■ **ACTION ITEM**
Transcribe every record without leaving anything out or changing a word.

■ **GIVEN ENTRIES**
-=-=-
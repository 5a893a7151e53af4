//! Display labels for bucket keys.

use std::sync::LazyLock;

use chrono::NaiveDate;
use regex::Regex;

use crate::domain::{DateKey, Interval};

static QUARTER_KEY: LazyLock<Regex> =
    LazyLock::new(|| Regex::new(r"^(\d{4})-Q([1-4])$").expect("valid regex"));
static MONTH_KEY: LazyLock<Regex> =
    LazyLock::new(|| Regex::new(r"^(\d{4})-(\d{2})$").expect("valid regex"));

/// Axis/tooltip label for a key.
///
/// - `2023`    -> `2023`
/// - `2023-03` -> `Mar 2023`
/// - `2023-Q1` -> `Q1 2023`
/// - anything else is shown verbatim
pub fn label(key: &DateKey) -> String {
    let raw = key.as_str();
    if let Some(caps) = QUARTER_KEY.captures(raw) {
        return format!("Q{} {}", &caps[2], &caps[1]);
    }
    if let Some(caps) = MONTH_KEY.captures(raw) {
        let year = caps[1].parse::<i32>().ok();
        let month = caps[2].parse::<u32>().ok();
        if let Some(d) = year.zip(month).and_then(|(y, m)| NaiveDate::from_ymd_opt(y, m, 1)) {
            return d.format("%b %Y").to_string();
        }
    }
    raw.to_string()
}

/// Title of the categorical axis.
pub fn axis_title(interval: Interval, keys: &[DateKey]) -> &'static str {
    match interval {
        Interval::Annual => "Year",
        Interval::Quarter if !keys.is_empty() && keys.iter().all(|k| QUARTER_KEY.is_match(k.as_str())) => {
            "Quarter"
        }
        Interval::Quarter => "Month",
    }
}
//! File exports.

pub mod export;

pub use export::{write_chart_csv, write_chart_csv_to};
-=-=-
■ **SOLUTION FOR THIS PROBLEM**
repository 5a893a7151e53af4
//! Display labels for bucket keys.

use std::sync::LazyLock;

use chrono::NaiveDate;
use regex::Regex;

use crate::domain::{DateKey, Interval};

static QUARTER_KEY: LazyLock<Regex> =
    LazyLock::new(|| Regex::new(r"^(\d{4})-Q([1-4])$").expect("valid regex"));
static MONTH_KEY: LazyLock<Regex> =
    LazyLock::new(|| Regex::new(r"^(\d{4})-(\d{2})$").expect("valid regex"));

/// Axis/tooltip label for a key.
///
/// - `2023`    -> `2023`
/// - `2023-03` -> `Mar 2023`
/// - `2023-Q1` -> `Q1 2023`
/// - anything else is shown verbatim
pub fn label(key: &DateKey) -> String {
    let raw = key.as_str();
    if let Some(caps) = QUARTER_KEY.captures(raw) {
        return format!("Q{} {}", &caps[2], &caps[1]);
    }
    if let Some(caps) = MONTH_KEY.captures(raw) {
        let year = caps[1].parse::<i32>().ok();
        let month = caps[2].parse::<u32>().ok();
        if let Some(d) = year.zip(month).and_then(|(y, m)| NaiveDate::from_ymd_opt(y, m, 1)) {
            return d.format("%b %Y").to_string();
        }
    }
    raw.to_string()
}

/// Title of the categorical axis.
pub fn axis_title(interval: Interval, keys: &[DateKey]) -> &'static str {
    match interval {
        Interval::Annual => "Year",
        Interval::Quarter if !keys.is_empty() && keys.iter().all(|k| QUARTER_KEY.is_match(k.as_str())) => {
            "Quarter"
        }
        Interval::Quarter => "Month",
    }
}
//! File exports.

pub mod export;

pub use export::{write_chart_csv, write_chart_csv_to};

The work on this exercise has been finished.